My son turned five recently, and we threw him his first proper party. The cake was a kind of Women’s Weekly mash-up, two chocolate cakes carved and iced together in the shape of the number five, with dyed-green desiccated coconut masquerading as ‘grass’, and marshmallow flowers clustered around yellow Smartie stamens. The small guests at the party descended upon me like birds, each wanting one of the flowers for themselves.
Watching my child’s tiny, gleeful face as he blew out the candles, I remembered his first birthday, which I spent pacing the streets of Seddon and Footscray, moving without respite. I was healthy enough, just, to have coffee with a friend, but the rest of the day was consumed with warding off a panic attack. The walking helped. It burned off a lot of anxiety. I bought my baby a croissant, which he ate happily in the pusher, not knowing the difference yet, or that I was in any way different from other mothers.
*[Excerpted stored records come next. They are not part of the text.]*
//! Tile catalogs for tile-based procedural image synthesis
//!
//! The system samples a square window at every pixel of a source image,
//! wrapping around the edges, then deduplicates the windows by exact pixel
//! content and counts how often each distinct tile occurs. The resulting
//! catalog is the input a wave function collapse style generator works from.

#![forbid(unsafe_code)]

/// Tile deduplication and frequency counting
pub mod catalog;
/// Input/output operations, rendering and error handling
pub mod io;
/// Pixel sources and wraparound tile sampling
pub mod spatial;

pub use catalog::{CanonicalKey, CatalogEntry, TileCatalog, canonicalize};
pub use io::error::{CatalogError, Result};
pub use spatial::tiles::sample;
pub use spatial::{Color, PixelSource, RawTile, TileSampler};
I remembered his birth, difficult, and the ensuing descent into ferocious postnatal depression and anxiety. I have written about these years, and I’ve lived them over again in my memory, and at the birthday party, a milestone for me as well as for my child, I realised that I’d put them to rest.
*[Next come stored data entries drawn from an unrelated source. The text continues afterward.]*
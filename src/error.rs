//! .
//!
//! Errors are propagated as [`anyhow::Error`]. The failures a caller may want to tell apart
//! are carried as [`Error`] inside it, and can be recovered with `downcast_ref::<Error>()`.
use {
  std::path::PathBuf,
  thiserror::Error
};

/// Crate-wide result, any error converts into [`anyhow::Error`].
pub type Result<T> = anyhow::Result<T>;

#[derive(Debug, Error)]
pub enum Error {
  /// Missing or undecodable input image.
  #[error("cannot open image {path:?}")]
  Open {
    path: PathBuf,
    #[source]
    source: image::ImageError
  },
  /// The circle log is the source of truth for claimed pixels, so an unreadable line
  /// is never skipped.
  #[error("malformed circle log, line {line}: {content:?}")]
  MalformedLog {
    line: usize,
    content: String
  },
  #[error("round worker panicked: {0}")]
  WorkerPanicked(String),
  #[error("invalid configuration: {0}")]
  InvalidConfig(String),
}

/// Render the whole chain of causes, one per line.
pub fn display(error: &anyhow::Error) -> String {
  let mut msg = "Error:\n".to_string();
  error
    .chain()
    .enumerate()
    .for_each(|(index, error)| msg.push_str(&format!("└> {} - {}\n", index, error)));
  msg
}
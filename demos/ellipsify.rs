//! Ellipsify an image in three passes, each one finer than the last.
//!
//! `cargo run --release --example ellipsify -- TestImage.jpg [resume]`
//!
//! Circles are logged to `<image>.txt`, and the claimed state of the image is written to
//! `temp.png` after every circle. With `resume`, the circles of the log are restored and
//! only the remaining passes are searched.

use {
  ellipsify::{
    checkpoint::{Checkpoint, CircleLog, FileCheckpoint},
    config::Config,
    error,
    solver::ellipsify
  },
  std::process::ExitCode
};

fn passes() -> Vec<Config> {
  let coarse = Config::default()
    .threshold(7)
    .precision(3)
    .minimum_size(2);
  vec![
    coarse.clone(),
    coarse.clone().threshold(10).minimum_size(1).pass_number(1),
    coarse.threshold(14).precision(2).minimum_size(1).pass_number(2),
  ]
}

fn run(path: &str, resume: bool) -> error::Result<()> {
  let checkpoint = FileCheckpoint::new(CircleLog::beside(path))
    .with_snapshot("temp.png");
  let passes = match resume {
    true => {
      let logged = checkpoint.replay()?.len();
      println!("resuming after {} circles", logged);
      passes().split_off(1)
    }
    false => passes()
  };

  let ellipsis = ellipsify(path, &passes, checkpoint)?;
  for record in ellipsis.records() {
    println!("{}", record);
  }
  println!(
    "{} circles encompassing {} of {} pixels",
    ellipsis.records().len(),
    ellipsis.covered_pixels(),
    ellipsis.width as u64 * ellipsis.height as u64
  );
  Ok(())
}

fn main() -> ExitCode {
  env_logger::Builder::from_env(env_logger::Env::default().default_filter_or("info")).init();

  let mut args = std::env::args().skip(1);
  let path = args.next().unwrap_or_else(|| "TestImage.jpg".into());
  let resume = args.next().as_deref() == Some("resume");

  match run(&path, resume) {
    Ok(()) => ExitCode::SUCCESS,
    Err(e) => {
      eprint!("{}", error::display(&e));
      ExitCode::FAILURE
    }
  }
}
It felt wonderful, this year, to do ‘ordinary Mum’ things. We piled some logs up outside and had a bonfire and roasted the leftover marshmallows on sticks. We played Pass the Parcel. The adults drank wine and the children jammed carrot sticks fangs into their mouths and pretended to be walruses. And through it all I gave in to the exhilaration, the sheer loveliness, of doing something fun with my kid.
It’s hard to talk about, this joy that comes after illness—specifically, after postpartum mental illness. It has felt so much easier to talk, and write, about the hard parts, and the very hard parts, those early years given over to sleeplessness, exhaustion, anxiety, depression; those things that, while horrible, are social and cultural and political. I strongly believe in the work of naming them, of bringing maternal mental health into contemporary feminist discourse, and the work feels communal, for some kind of common good. I didn’t think I would need to name feeling better.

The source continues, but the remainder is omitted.